In high school my attention got dragged toward music and literature, but my love of all thing science-y never fully abated.  Bio, Chem and Physics were all a blast, even as I was spending more time in the music department because of certain...comfort levels...that I still didn't have words for.  I discovered the world of Stephen King at this time too, via a little paperback titled The Dark Tower: The Gunslinger, which was the coolest weird western I could have possibly imagined (a shame it got rewritten to 'match' his current writing style...but the original will always be a special book for me).
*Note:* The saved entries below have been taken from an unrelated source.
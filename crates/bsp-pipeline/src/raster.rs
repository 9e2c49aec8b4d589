//! The hand-off from the geometry stage to a rasterizer.
//!
//! Triangles arrive in screen space: x and y in pixels (y down), z still
//! holding camera-space depth.

use crate::{Rgb, ShadeMode, Triangle};

/// Anything that can draw a list of screen-space triangles.
pub trait Rasterizer {
    /// What the rasterizer draws into.
    type Target;

    /// Draws `triangles` in the given order, returning how many were drawn.
    fn draw_list<'a, I>(&mut self, triangles: I, target: &mut Self::Target) -> usize
    where
        I: IntoIterator<Item = &'a Triangle>;
}

/// A 1/z depth buffer. Larger values are nearer.
#[derive(Debug, Clone)]
pub struct ZBuffer {
    pub depth: Vec<f32>,
    /// Entries per row.
    pub pitch: usize,
}

impl ZBuffer {
    /// Resets every entry to "infinitely far".
    pub fn clear(&mut self) {
        self.depth.fill(0.0);
    }
}

/// A software render target: packed `0xAARRGGBB` pixels with an optional
/// depth buffer.
#[derive(Debug, Clone)]
pub struct FrameTarget {
    pub pixels: Vec<u32>,
    /// Pixels per row.
    pub pitch: usize,
    pub width: usize,
    pub height: usize,
    pub zbuffer: Option<ZBuffer>,
}

impl FrameTarget {
    pub fn new(width: usize, height: usize) -> Self {
        Self {
            pixels: vec![0; width * height],
            pitch: width,
            width,
            height,
            zbuffer: None,
        }
    }

    pub fn with_zbuffer(mut self) -> Self {
        self.zbuffer = Some(ZBuffer {
            depth: vec![0.0; self.width * self.height],
            pitch: self.width,
        });
        self
    }

    /// Fills the pixels with `color` and resets the depth buffer.
    pub fn clear(&mut self, color: Rgb) {
        self.pixels.fill(color.to_argb());
        if let Some(z) = &mut self.zbuffer {
            z.clear();
        }
    }

    /// The pixel at column `x`, row `y`; `None` outside the target.
    #[inline]
    pub fn pixel(&self, x: usize, y: usize) -> Option<u32> {
        if x >= self.width || y >= self.height {
            return None;
        }
        self.pixels.get(y * self.pitch + x).copied()
    }
}

/// Scan converts solid triangles into a [`FrameTarget`].
///
/// Flat, constant and textured faces are filled with their first lit
/// color; Gouraud faces interpolate all three. With a depth buffer present
/// pixels are depth tested on 1/z, otherwise later triangles simply paint
/// over earlier ones.
#[derive(Debug, Clone, Copy, Default)]
pub struct SoftRasterizer;

impl Rasterizer for SoftRasterizer {
    type Target = FrameTarget;

    fn draw_list<'a, I>(&mut self, triangles: I, target: &mut FrameTarget) -> usize
    where
        I: IntoIterator<Item = &'a Triangle>,
    {
        triangles
            .into_iter()
            .filter(|tri| fill_triangle(tri, target))
            .count()
    }
}

#[inline]
fn edge(a: (f32, f32), b: (f32, f32), p: (f32, f32)) -> f32 {
    (b.0 - a.0) * (p.1 - a.1) - (b.1 - a.1) * (p.0 - a.0)
}

fn fill_triangle(tri: &Triangle, target: &mut FrameTarget) -> bool {
    let [a, b, c] = tri.trans().map(|v| (v.position.x, v.position.y));
    let inv_z = tri.trans().map(|v| 1.0 / v.position.z);
    let area = edge(a, b, c);
    if area.abs() < f32::EPSILON || !area.is_finite() {
        return false;
    }

    let (lo_x, hi_x) = (a.0.min(b.0).min(c.0), a.0.max(b.0).max(c.0));
    let (lo_y, hi_y) = (a.1.min(b.1).min(c.1), a.1.max(b.1).max(c.1));
    if hi_x < 0.0 || hi_y < 0.0 || lo_x >= target.width as f32 || lo_y >= target.height as f32 {
        return false;
    }

    let min_x = lo_x.floor().max(0.0) as usize;
    let min_y = lo_y.floor().max(0.0) as usize;
    let max_x = (hi_x.ceil() as usize).min(target.width.saturating_sub(1));
    let max_y = (hi_y.ceil() as usize).min(target.height.saturating_sub(1));

    let colors = match tri.mode {
        ShadeMode::Gouraud => tri.lit.map(|c| c.channels().map(|v| v as f32)),
        _ => [tri.lit[0].channels().map(|v| v as f32); 3],
    };

    for y in min_y..=max_y {
        for x in min_x..=max_x {
            let p = (x as f32 + 0.5, y as f32 + 0.5);
            let w0 = edge(b, c, p) / area;
            let w1 = edge(c, a, p) / area;
            let w2 = edge(a, b, p) / area;
            if w0 < 0.0 || w1 < 0.0 || w2 < 0.0 {
                continue;
            }

            if let Some(z) = &mut target.zbuffer {
                let depth = w0 * inv_z[0] + w1 * inv_z[1] + w2 * inv_z[2];
                let Some(slot) = z.depth.get_mut(y * z.pitch + x) else {
                    continue;
                };
                if depth <= *slot {
                    continue;
                }
                *slot = depth;
            }

            let channel = |k: usize| (w0 * colors[0][k] + w1 * colors[1][k] + w2 * colors[2][k]) as u8;
            if let Some(px) = target.pixels.get_mut(y * target.pitch + x) {
                *px = Rgb::new(channel(0), channel(1), channel(2)).to_argb();
            }
        }
    }
    true
}

#[cfg(test)]
mod tests {
    use super::*;
    use crate::Vertex;

    fn screen_tri(z: f32, color: Rgb) -> Triangle {
        // Covers the upper-left half of an 8x8 target, either winding works
        Triangle::new([
            Vertex::at(0.0, 0.0, z),
            Vertex::at(8.0, 0.0, z),
            Vertex::at(0.0, 8.0, z),
        ])
        .with_color(color)
    }

    #[test]
    fn fills_covered_pixels() {
        let mut target = FrameTarget::new(8, 8);
        target.clear(Rgb::BLACK);

        let drawn = SoftRasterizer.draw_list([&screen_tri(5.0, Rgb::gray(100))], &mut target);
        assert_eq!(drawn, 1);
        assert_eq!(target.pixel(0, 0), Some(Rgb::gray(100).to_argb()));
        assert_eq!(target.pixel(7, 7), Some(Rgb::BLACK.to_argb()));
    }

    #[test]
    fn pixel_outside_the_target_is_none() {
        let mut target = FrameTarget::new(8, 4);
        target.clear(Rgb::WHITE);
        assert_eq!(target.pixel(7, 3), Some(Rgb::WHITE.to_argb()));
        // x = 8 would land on the first pixel of the next row
        assert_eq!(target.pixel(8, 0), None);
        assert_eq!(target.pixel(0, 4), None);
    }

    #[test]
    fn zbuffer_keeps_nearest() {
        let mut target = FrameTarget::new(8, 8).with_zbuffer();
        target.clear(Rgb::BLACK);

        let near = screen_tri(2.0, Rgb::gray(200));
        let far = screen_tri(9.0, Rgb::gray(50));
        SoftRasterizer.draw_list([&near, &far], &mut target);
        assert_eq!(target.pixel(0, 0), Some(Rgb::gray(200).to_argb()));
    }

    #[test]
    fn without_zbuffer_last_wins() {
        let mut target = FrameTarget::new(8, 8);

        let near = screen_tri(2.0, Rgb::gray(200));
        let far = screen_tri(9.0, Rgb::gray(50));
        SoftRasterizer.draw_list([&near, &far], &mut target);
        assert_eq!(target.pixel(0, 0), Some(Rgb::gray(50).to_argb()));
    }

    #[test]
    fn gouraud_blends_vertex_colors() {
        let mut target = FrameTarget::new(8, 8);
        let mut tri = screen_tri(1.0, Rgb::BLACK).with_mode(ShadeMode::Gouraud);
        tri.lit = [Rgb::gray(0), Rgb::gray(240), Rgb::gray(0)];
        SoftRasterizer.draw_list([&tri], &mut target);

        let left = target.pixel(0, 3).unwrap() & 0xFF;
        let right = target.pixel(6, 0).unwrap() & 0xFF;
        assert!(right > left);
    }

    #[test]
    fn off_screen_triangle_is_not_drawn() {
        let mut target = FrameTarget::new(8, 8);
        let mut tri = screen_tri(1.0, Rgb::WHITE);
        tri.set_trans(tri.trans().map(|mut v| {
            v.position.x -= 100.0;
            v
        }));
        assert_eq!(SoftRasterizer.draw_list([&tri], &mut target), 0);
    }
}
As college came around, and I was pretty certain I wanted to be a writer, I discovered still more amazingness in science fiction.  Harlan Ellison, Dan Simmons, Roger Zelazny, Mervyn Peake, and especially Michael Moorcock...I devoured their stories, ad their multiple angles at attacking the genre of speculative fiction, and dove in.  Somewhere there's a box with my juvenilia in it, stuff I weep at the idea of reading because I was SO.  SERIOUS. when I was younger (You know...'I was so much older then, I'm younger than that now') and my stories were full of BIG IMPORTANT IDEAS and absolutely telegraphed from a mile away.  One of my stories got me kicked off the college newspaper staff (which was hilarious because I was E-I-C) when it was read as one thing when it was about totally the opposite.

Good times.

Time passes.

I start teaching at an observatory, which was some of the most enjoyable time I ever spent...having access to a scientific center where I could share my love of the stars and planets with people who may never have looked up at the night sky before.  I got to use one of the largest telescopes in the state.  I was in heaven.

Then I got sick, and my energy levels dropped to sub-zero integers, and that went away.

Still more time passes.

Doctor Who comes back.

Torchwood arrives.

I find my way into the Doctor Who fandom (a.k.a. the fandom that eats itself).

I meet some friends, and one of them insists I could write some awesome fanfic if I just tried.  Considering I'd given up on writing in general, I gave it a go, and I think I've written some good stuff...stuff I've been, and will continue, posting here.

My love of science fact hasn't diminished.  I may not have the energy to lug out a telescope and stargaze, but I can read, and I read everything I can get my hands on.  I keep my copies of Uranometria 2000.0 at bedside if I want to just look at things.  I've got dozens of astronomy and astrophysics sites on bookmark so I can keep up on what's happening in the field.

And I see more and more women making inroads into STEM careers, and I smile.  Because everyone can be into science, both fiction and fact...it accepts everyone and anyone so long as they're looking for questions that might not be answered, rather than answers that can't be questioned.

I'm proud to be a geek, across the board.  There's nothing wrong with enthusiastic enjoyment of something, be it comics, the latest Moorcock book, or the newest set of papers from the Texas Symposium on Relativistic Astrophysics.